TASK MATERIAL:
- Opening Delimiter -

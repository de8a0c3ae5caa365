pub mod hls_server;
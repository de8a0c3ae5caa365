//! Downloaded-segment set stored as a bitmap.

/// One bit per segment (LSB of byte 0 = segment 0).
///
/// Serializes to/from bytes for the DB BLOB. Only the first
/// `ceil(segment_count/8)` bytes are significant.
#[derive(Debug, Clone, Default, PartialEq, Eq)]
pub struct SegmentBitmap {
    bytes: Vec<u8>,
}

impl SegmentBitmap {
    /// New empty bitmap with capacity for `segment_count` bits.
    pub fn new(segment_count: usize) -> Self {
        SegmentBitmap {
            bytes: vec![0u8; segment_count.div_ceil(8)],
        }
    }

    /// Deserialize from DB BLOB. Extra bytes are ignored; missing bytes treated as 0.
    pub fn from_bytes(bytes: &[u8], segment_count: usize) -> Self {
        let len = segment_count.div_ceil(8);
        let mut b = vec![0u8; len];
        let copy = bytes.len().min(len);
        b[..copy].copy_from_slice(&bytes[..copy]);
        let mut bitmap = SegmentBitmap { bytes: b };
        bitmap.clear_tail(segment_count);
        bitmap
    }

    /// Serialize for DB BLOB (exactly the bytes needed for `segment_count` bits).
    pub fn to_bytes(&self, segment_count: usize) -> Vec<u8> {
        let len = segment_count.div_ceil(8);
        let mut out = self.bytes.get(..len).unwrap_or(&self.bytes).to_vec();
        out.resize(len, 0);
        out
    }

    /// Mark segment at `index` as completed. Returns false if it already was.
    pub fn set_completed(&mut self, index: usize) -> bool {
        let byte_idx = index / 8;
        let bit = 1u8 << (index % 8);
        if byte_idx >= self.bytes.len() {
            self.bytes.resize(byte_idx + 1, 0);
        }
        let was_set = self.bytes[byte_idx] & bit != 0;
        self.bytes[byte_idx] |= bit;
        !was_set
    }

    /// Clear segment at `index`. Returns true if it was set.
    pub fn clear_completed(&mut self, index: usize) -> bool {
        let bit = 1u8 << (index % 8);
        match self.bytes.get_mut(index / 8) {
            Some(b) if *b & bit != 0 => {
                *b &= !bit;
                true
            }
            _ => false,
        }
    }

    /// True if segment at `index` is marked completed.
    pub fn is_completed(&self, index: usize) -> bool {
        let byte_idx = index / 8;
        let bit = index % 8;
        self.bytes
            .get(byte_idx)
            .map(|&b| (b & (1 << bit)) != 0)
            .unwrap_or(false)
    }

    /// Number of completed segments.
    pub fn count_completed(&self) -> usize {
        self.bytes.iter().map(|b| b.count_ones() as usize).sum()
    }

    /// Completed indices in ascending order.
    pub fn iter_completed(&self) -> impl Iterator<Item = usize> + '_ {
        self.bytes.iter().enumerate().flat_map(|(byte_idx, &b)| {
            (0..8)
                .filter(move |bit| b & (1 << bit) != 0)
                .map(move |bit| byte_idx * 8 + bit)
        })
    }

    /// True if all segments in [0, segment_count) are completed.
    pub fn all_completed(&self, segment_count: usize) -> bool {
        (0..segment_count).all(|i| self.is_completed(i))
    }

    /// Drop any bits at or beyond `segment_count`.
    fn clear_tail(&mut self, segment_count: usize) {
        let rem = segment_count % 8;
        if rem != 0 {
            if let Some(last) = self.bytes.last_mut() {
                *last &= (1u8 << rem) - 1;
            }
        }
    }
}
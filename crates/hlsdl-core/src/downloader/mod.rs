//! Download orchestrator: resolve the manifest, reconcile prior progress, and
//! drive the worker pool to a terminal state.
//!
//! The orchestrator owns the state machine
//! `Idle → Resolving → Downloading → Completed | Aborted | Failed`. Every exit
//! leaves the progress record exactly as the store last saw it, so any run can
//! be resumed by starting again with the same source URL.

mod run;
mod segment;

pub use segment::{FetchFailure, SegmentError, SegmentFetcher};

use std::collections::HashSet;
use std::fmt;
use std::sync::{Arc, Mutex, PoisonError};
use std::time::Duration;

use tokio_util::sync::CancellationToken;

use crate::control::Activity;
use crate::manifest::{
    select_highest_quality, Manifest, ManifestError, ManifestResolver, SegmentDescriptor,
};
use crate::progress::{ProgressRecord, ProgressStore, StoreError};
use crate::retry::RetryPolicy;
use crate::storage::{parse_segment_index, BlobStaging, StagingProvider};
use crate::transport::ByteTransport;

use run::{run_pool, PoolContext};

/// Called with the completed fraction in `[0, 1]` after each staged segment.
pub type ProgressCallback = Arc<dyn Fn(f64) + Send + Sync>;

#[derive(Debug, Clone, Copy, PartialEq, Eq)]
pub enum DownloadState {
    Idle,
    Resolving,
    Downloading,
    Completed,
    Aborted,
    Failed,
}

impl DownloadState {
    pub fn as_str(&self) -> &'static str {
        match self {
            DownloadState::Idle => "idle",
            DownloadState::Resolving => "resolving",
            DownloadState::Downloading => "downloading",
            DownloadState::Completed => "completed",
            DownloadState::Aborted => "aborted",
            DownloadState::Failed => "failed",
        }
    }

    pub fn is_active(&self) -> bool {
        matches!(self, DownloadState::Resolving | DownloadState::Downloading)
    }
}

impl fmt::Display for DownloadState {
    fn fmt(&self, f: &mut fmt::Formatter<'_>) -> fmt::Result {
        f.write_str(self.as_str())
    }
}

#[derive(Clone)]
pub struct DownloadOptions {
    /// Worker pool width; 0 is treated as 1.
    pub concurrency: usize,
    /// Retries per segment after the first attempt.
    pub max_retries: u32,
    /// First backoff delay; doubled on each retry.
    pub base_delay: Duration,
    pub on_progress: Option<ProgressCallback>,
}

impl Default for DownloadOptions {
    fn default() -> Self {
        Self {
            concurrency: 3,
            max_retries: 3,
            base_delay: Duration::from_millis(1000),
            on_progress: None,
        }
    }
}

impl fmt::Debug for DownloadOptions {
    fn fmt(&self, f: &mut fmt::Formatter<'_>) -> fmt::Result {
        f.debug_struct("DownloadOptions")
            .field("concurrency", &self.concurrency)
            .field("max_retries", &self.max_retries)
            .field("base_delay", &self.base_delay)
            .field("on_progress", &self.on_progress.is_some())
            .finish()
    }
}

impl DownloadOptions {
    pub fn retry_policy(&self) -> RetryPolicy {
        RetryPolicy {
            max_retries: self.max_retries,
            base_delay: self.base_delay,
        }
    }
}

/// How a run ended when it did not fail.
#[derive(Debug, Clone, Copy, PartialEq, Eq)]
pub enum RunOutcome {
    /// Every segment is staged and recorded.
    Completed,
    /// Cancelled; progress so far is durable and resumable.
    Aborted,
}

#[derive(Debug, thiserror::Error)]
pub enum DownloadError {
    #[error(transparent)]
    Manifest(#[from] ManifestError),
    #[error("segment {index}: {source}")]
    Segment {
        index: usize,
        #[source]
        source: SegmentError,
    },
    #[error(transparent)]
    Store(#[from] StoreError),
    #[error("staging: {0}")]
    Staging(#[from] std::io::Error),
    #[error("download worker failed: {0}")]
    Worker(#[from] tokio::task::JoinError),
    /// The session is busy with another download, a save or a discard.
    #[error("a {0} is already in progress")]
    Busy(Activity),
}

/// Moves a run whose future was dropped mid-flight to `Aborted`. A run that
/// reached a terminal state is left alone.
struct InterruptedRun<'a>(&'a Orchestrator);

impl Drop for InterruptedRun<'_> {
    fn drop(&mut self) {
        if self.0.state().is_active() {
            tracing::warn!("download dropped before finishing");
            self.0.set_state(DownloadState::Aborted);
        }
    }
}

/// Runs one download at a time against the shared store and staging.
pub struct Orchestrator {
    resolver: ManifestResolver,
    transport: Arc<dyn ByteTransport>,
    store: Arc<dyn ProgressStore>,
    staging: Arc<dyn StagingProvider>,
    state: Mutex<DownloadState>,
}

impl Orchestrator {
    pub fn new(
        transport: Arc<dyn ByteTransport>,
        store: Arc<dyn ProgressStore>,
        staging: Arc<dyn StagingProvider>,
    ) -> Self {
        Self {
            resolver: ManifestResolver::new(Arc::clone(&transport)),
            transport,
            store,
            staging,
            state: Mutex::new(DownloadState::Idle),
        }
    }

    pub fn state(&self) -> DownloadState {
        *self.state.lock().unwrap_or_else(PoisonError::into_inner)
    }

    fn set_state(&self, next: DownloadState) {
        let mut state = self.state.lock().unwrap_or_else(PoisonError::into_inner);
        tracing::debug!(from = %*state, to = %next, "download state");
        *state = next;
    }

    pub fn store(&self) -> &Arc<dyn ProgressStore> {
        &self.store
    }

    pub fn staging_for(&self, source_url: &str) -> Arc<dyn BlobStaging> {
        self.staging.staging_for(source_url)
    }

    /// Download every segment of the best rendition behind `source_url`, a
    /// variant index URL. Returns `Aborted` rather than an error when `token`
    /// fires.
    pub async fn run(
        &self,
        source_url: &str,
        options: &DownloadOptions,
        token: &CancellationToken,
    ) -> Result<RunOutcome, DownloadError> {
        self.set_state(DownloadState::Resolving);
        let _interrupted = InterruptedRun(self);
        let res = match self.run_inner(source_url, options, token).await {
            Err(DownloadError::Manifest(ManifestError::Cancelled)) => Ok(RunOutcome::Aborted),
            other => other,
        };
        self.set_state(match &res {
            Ok(RunOutcome::Completed) => DownloadState::Completed,
            Ok(RunOutcome::Aborted) => DownloadState::Aborted,
            Err(_) => DownloadState::Failed,
        });
        match &res {
            Ok(outcome) => tracing::info!(url = source_url, ?outcome, "download finished"),
            Err(e) => tracing::error!(url = source_url, "download failed: {}", e),
        }
        res
    }

    async fn run_inner(
        &self,
        source_url: &str,
        options: &DownloadOptions,
        token: &CancellationToken,
    ) -> Result<RunOutcome, DownloadError> {
        let segments = self.resolve_segments(source_url, token).await?;
        let staging = self.staging.staging_for(source_url);
        let record = self
            .load_or_init(source_url, segments.len(), staging.as_ref())
            .await?;

        // Snapshot once; the queue is not re-filtered mid-run.
        let pending: Vec<SegmentDescriptor> = segments
            .into_iter()
            .filter(|s| !record.is_downloaded(s.index))
            .collect();
        tracing::info!(
            url = source_url,
            total = record.total_segments,
            done = record.downloaded_count(),
            pending = pending.len(),
            concurrency = options.concurrency,
            "downloading segments"
        );

        self.set_state(DownloadState::Downloading);
        let record = Arc::new(tokio::sync::Mutex::new(record));
        let ctx = Arc::new(PoolContext {
            source_url: source_url.to_string(),
            fetcher: SegmentFetcher::new(Arc::clone(&self.transport), options.retry_policy()),
            store: Arc::clone(&self.store),
            staging,
            record: Arc::clone(&record),
            on_progress: options.on_progress.clone(),
        });
        run_pool(ctx, pending, options.concurrency, token).await?;

        if record.lock().await.is_complete() {
            Ok(RunOutcome::Completed)
        } else {
            Ok(RunOutcome::Aborted)
        }
    }

    /// Variant index → best rendition → its segment list.
    async fn resolve_segments(
        &self,
        source_url: &str,
        token: &CancellationToken,
    ) -> Result<Vec<SegmentDescriptor>, ManifestError> {
        let renditions = match self.resolver.resolve(source_url, token).await? {
            Manifest::VariantIndex(r) => r,
            Manifest::SegmentList(_) => {
                return Err(ManifestError::NotAMasterManifest {
                    url: source_url.to_string(),
                })
            }
        };
        let best = select_highest_quality(&renditions)?;
        tracing::info!(
            url = %best.uri,
            width = best.resolution.map(|r| r.width),
            bandwidth = best.bandwidth,
            "selected rendition"
        );
        self.resolver.segment_list(&best.uri, token).await
    }

    /// Load the stored record for `source_url`, or start a fresh one.
    ///
    /// A stored record whose total disagrees with `total` describes a different
    /// playlist and is dropped along with its staged blobs. Indices the record
    /// claims but staging no longer holds are forgotten. The resulting record
    /// is stored before any segment is fetched.
    async fn load_or_init(
        &self,
        source_url: &str,
        total: usize,
        staging: &dyn BlobStaging,
    ) -> Result<ProgressRecord, DownloadError> {
        let record = match self.store.get(source_url).await? {
            Some(prev) if prev.total_segments == total => {
                let mut record = prev;
                let staged: HashSet<usize> = staging
                    .list()
                    .await?
                    .iter()
                    .filter_map(|k| parse_segment_index(k))
                    .collect();
                let missing: Vec<usize> = record
                    .downloaded
                    .iter_completed()
                    .filter(|i| !staged.contains(i))
                    .collect();
                if !missing.is_empty() {
                    tracing::warn!(
                        url = source_url,
                        count = missing.len(),
                        "recorded segments missing from staging; will fetch again"
                    );
                    for i in missing {
                        record.unmark(i);
                    }
                }
                tracing::debug!(
                    url = source_url,
                    done = record.downloaded_count(),
                    total,
                    "resuming"
                );
                record
            }
            Some(prev) => {
                tracing::warn!(
                    url = source_url,
                    stored = prev.total_segments,
                    resolved = total,
                    "segment count changed since last run; starting over"
                );
                staging.clear().await?;
                ProgressRecord::new(total)
            }
            None => {
                staging.clear().await?;
                ProgressRecord::new(total)
            }
        };
        self.store.put(source_url, &record).await?;
        Ok(record)
    }
}
//! `hlsdl save <url>` – assemble a completed download into a file.

use anyhow::{Context, Result};
use hlsdl_core::assembler::{FileDestination, SaveError};
use hlsdl_core::session::suggested_filename;
use hlsdl_core::DownloadSession;
use std::path::Path;
use std::sync::Arc;
use tokio_util::sync::CancellationToken;

use super::spawn_ctrl_c_handler;

pub async fn run_save(
    session: Arc<DownloadSession>,
    url: &str,
    output: Option<&str>,
    dir: &Path,
) -> Result<()> {
    let token = CancellationToken::new();
    let ctrl_c = spawn_ctrl_c_handler(Arc::clone(&session), token.clone());
    let filename = output.map(str::to_string).unwrap_or_else(suggested_filename);
    let res = write_output(&session, url, &filename, dir, token).await;
    ctrl_c.abort();
    res
}

/// Assemble into `dir/filename`, reporting the result. Shared with `get`.
pub(super) async fn write_output(
    session: &DownloadSession,
    url: &str,
    filename: &str,
    dir: &Path,
    token: CancellationToken,
) -> Result<()> {
    let staging = session.staging_for(url);
    let mut sink = FileDestination::with_token(dir, token);
    match session.save(url, staging.as_ref(), filename, &mut sink).await {
        Ok(report) => {
            let path = sink
                .written_path()
                .map(|p| p.display().to_string())
                .unwrap_or_else(|| filename.to_string());
            println!(
                "Saved {} segment(s), {:.1} MiB to {}",
                report.segments,
                report.bytes as f64 / 1_048_576.0,
                path
            );
            Ok(())
        }
        Err(SaveError::Cancelled) => {
            println!(
                "Save cancelled; run `hlsdl get {url}` to fetch what is missing, then save again."
            );
            Ok(())
        }
        Err(e) => Err(e).with_context(|| format!("saving {url}")),
    }
}
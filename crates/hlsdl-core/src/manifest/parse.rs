//! m3u8 text → [`Manifest`], with every URI made absolute against the playlist URL.

use m3u8_rs::{parse_playlist_res, Playlist};
use url::Url;

use super::{Manifest, ManifestError, Rendition, Resolution, SegmentDescriptor};

fn absolute(base: &Url, uri: &str) -> Result<String, ManifestError> {
    base.join(uri)
        .map(String::from)
        .map_err(|source| ManifestError::InvalidUrl {
            url: uri.to_string(),
            source,
        })
}

/// Parse playlist bytes fetched from `base`.
///
/// I-frame-only variants are not renditions of the content and are skipped.
/// Segment indices follow playlist order, so the same playlist always yields
/// the same numbering.
pub fn parse_manifest(bytes: &[u8], base: &Url) -> Result<Manifest, ManifestError> {
    let playlist = parse_playlist_res(bytes).map_err(|e| ManifestError::Parse {
        url: base.to_string(),
        reason: e.to_string(),
    })?;

    match playlist {
        Playlist::MasterPlaylist(master) => {
            let renditions = master
                .variants
                .iter()
                .filter(|v| !v.is_i_frame)
                .map(|v| {
                    let uri = if v.uri.trim().is_empty() {
                        String::new()
                    } else {
                        absolute(base, v.uri.trim())?
                    };
                    Ok(Rendition {
                        uri,
                        resolution: v.resolution.map(|r| Resolution {
                            width: r.width,
                            height: r.height,
                        }),
                        bandwidth: v.bandwidth,
                    })
                })
                .collect::<Result<Vec<_>, ManifestError>>()?;
            Ok(Manifest::VariantIndex(renditions))
        }
        Playlist::MediaPlaylist(media) => {
            let segments = media
                .segments
                .iter()
                .enumerate()
                .map(|(index, s)| {
                    Ok(SegmentDescriptor {
                        index,
                        url: absolute(base, s.uri.trim())?,
                        duration: s.duration,
                    })
                })
                .collect::<Result<Vec<_>, ManifestError>>()?;
            Ok(Manifest::SegmentList(segments))
        }
    }
}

- Closing Delimiter -

REQUIRED ACTION: Going through the records above line by line, count those that hold the word "SegmentFetcher", and answer with the number only.

ANSWER SECTION: 2